Parmi les principales évolutions :
- Le PIB a chuté d’environ 60 milliards de dollars à moins de 30 milliards de dollars en 2024.
- L’économie s’est contractée de plus de 50 % par rapport à 2010.
- Les recettes publiques ont fortement diminué.
- Les exportations et la production nationale ont reculé.
- Une grande partie des infrastructures et des capacités productives a été détruite.
Les estimations indiquent que le coût de la reconstruction dépasse 200 milliards de dollars, en raison des destructions massives des logements, des routes, des installations industrielles et des services publics.

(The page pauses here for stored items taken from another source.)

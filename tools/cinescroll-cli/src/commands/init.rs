//! Write a new story file.

use std::path::PathBuf;

use cinescroll_common::config::AppConfig;
use cinescroll_story_model::story::Story;

pub fn run(
    config: &AppConfig,
    path: PathBuf,
    name: Option<String>,
    seed: Option<u64>,
    viewport: Option<f64>,
    pages: Option<f64>,
) -> anyhow::Result<()> {
    let mut story = Story::five_act();
    if let Some(name) = name {
        story.name = name;
    }
    if let Some(seed) = seed {
        story.seed = seed;
    }
    story.scroll.viewport_height = viewport.unwrap_or(config.playback.viewport_height);
    story.scroll.pages = pages.unwrap_or(config.playback.pages);

    let issues = story.validate();
    if !issues.is_empty() {
        anyhow::bail!("Refusing to write invalid story: {}", issues.join("; "));
    }

    story
        .save(&path)
        .map_err(|e| anyhow::anyhow!("Failed to write story: {e}"))?;

    println!("Story '{}' written to {}", story.name, path.display());
    println!(
        "  Page: {}px viewport x {} pages",
        story.scroll.viewport_height, story.scroll.pages
    );
    println!("  Acts: {}", story.acts.len());
    println!("  Camera anchors: {}", story.camera.anchor_count());
    println!("  Seed: {:#x}", story.seed);

    Ok(())
}
//! Show story and scene information.

use std::path::PathBuf;

use cinescroll_scene::{five_act_copy, LayerKind, SceneGraph};
use cinescroll_story_model::timeline::Channel;
use cinescroll_story_model::vector::Axis;

use super::{describe_source, load_story};

pub fn run(path: Option<PathBuf>) -> anyhow::Result<()> {
    let story = load_story(path.as_deref())?;
    let scene = SceneGraph::for_story(&story)?;
    let layout = story.scroll.layout();

    println!("Story: {} ({})", story.name, describe_source(&path));
    println!("  Version: {}", story.version);
    println!("  Created: {}", story.created_at);
    println!("  Seed: {:#x}", story.seed);
    println!();

    println!("Scroll:");
    println!(
        "  Viewport: {}px, document: {}px, extent: {}px",
        layout.viewport_height,
        layout.document_height,
        layout.extent()
    );
    println!();

    println!("Acts:");
    let copy = five_act_copy();
    for range in story.acts.ranges() {
        let headline = copy
            .iter()
            .find(|c| c.act == range.act)
            .and_then(|c| c.headlines.first().cloned())
            .unwrap_or_default();
        println!(
            "  {:<8} [{:.2}, {:.2})  {}",
            range.act.to_string(),
            range.start,
            range.end,
            headline
        );
    }
    println!();

    println!("Camera:");
    for channel in [Channel::Position, Channel::Rotation] {
        let counts: Vec<String> = Axis::ALL
            .iter()
            .map(|a| format!("{a}={}", story.camera.channel(channel).axis(*a).anchors().len()))
            .collect();
        println!("  {channel}: {}", counts.join(" "));
    }
    println!("  Look-at: {:?}", story.look_at.to_array());
    if let Some(shake) = &story.shake {
        println!(
            "  Shake: on entering {} ({} amplitude, {}Hz, {}s)",
            shake.act, shake.amplitude, shake.frequency_hz, shake.duration_secs
        );
    }
    println!();

    println!("Scene:");
    for kind in [LayerKind::Back, LayerKind::Mid, LayerKind::Fore] {
        if let Some(layer) = scene.city.layer(kind) {
            println!(
                "  City {:?}: {} buildings at z={}",
                kind,
                layer.buildings.len(),
                layer.z_offset
            );
        }
    }
    println!("  Web moment: {} strands", scene.web_moment.strand_count());
    println!(
        "  Skill web: {} skills, {} connections",
        scene.skill_web.nodes.len(),
        scene.skill_web.connections.len()
    );
    println!("  Finale: {} particles", scene.finale.particles.len());

    Ok(())
}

Cette situation a entraîné une forte faiblesse des dépenses publiques, qui ont atteint des niveaux très bas durant les dernières années avant la reprise.
Début de la reprise en 2025 – amélioration de la croissance et des finances
Les données disponibles pour 2025 indiquent le début d’une reprise progressive :
- Croissance économique estimée à environ 30–35 %.
- PIB atteignant environ 32 milliards de dollars.
- Dépenses publiques d’environ 3,5 milliards de dollars.
- Réalisation du premier excédent budgétaire après plusieurs années de déficit.
Ces chiffres coïncident avec les déclarations du président syrien Ahmad Al-Charaa le 20 mars, affirmant que l’économie est entrée dans une nouvelle phase de reprise et que le gouvernement œuvre pour augmenter les dépenses publiques et à encourager l’investissement pour soutenir la stabilité économique.
Budget 2026 – une forte augmentation des dépenses de l’État
L’un des indices les plus importants de la reprise est l’augmentation du budget public pour 2026 :
- Budget estimé à environ 10,5 milliards de dollars.
- Augmentation d’environ cinq fois par rapport à 2024.
- Environ 40 % du budget consacré aux services.
Cette hausse reflète une amélioration des capacités financières de l’État et une orientation claire vers le soutien des secteurs essentiels comme l’électricité, l’eau, la santé et l’éducation.
Prévisions pour 2026 – retour au niveau d’avant-guerre
Les prévisions économiques indiquent que le PIB pourrait atteindre en 2026 :
- Entre 50 et 60 milliards de dollars
- Soit un retour au niveau de 2010.
Si ces estimations se réalisent, cela signifiera que l’économie syrienne aura récupéré l’essentiel de sa taille perdue pendant la guerre, ce qui constitue une étape essentielle avant la phase de reconstruction à grande échelle.
Importance de l’augmentation du budget pour soutenir l’économie nationale
L’augmentation des dépenses publiques joue un rôle central dans la reprise économique, notamment par :
- Le financement des projets d’infrastructure
- Le soutien aux services publics
- La création d’emplois
- La stimulation du marché intérieur
- L’encouragement de l’investissement
L’augmentation des dépenses permet également de relancer les secteurs productifs touchés par la guerre, ce qui est indispensable pour une croissance durable.
Le rôle de la reprise économique dans la reconstruction
La reconstruction de la Syrie nécessite des ressources financières considérables, estimées à plus de 200 milliards de dollars.
Elle ne peut être réalisée sans l’augmentation des recettes publiques, la stabilité monétaire, l’attraction des investissements et l’amélioration de la production nationale.
Ainsi, la hausse du PIB et du budget en 2025 et 2026 constitue un indice important de l’entrée dans la phase de reconstruction.
L’économie syrienne a traversé trois phases principales :
- Stabilité avant 2011
- Effondrement pendant la guerre
- Reprise à partir de 2025
Les indices en 2026 montrent qu’un tournant majeur est possible, notamment avec l’augmentation du budget de l’État et la hausse du PIB, ce qui renforcera la capacité du gouvernement à soutenir l’économie nationale et à financer la reconstruction, qui représente le plus grand défi de la période à venir.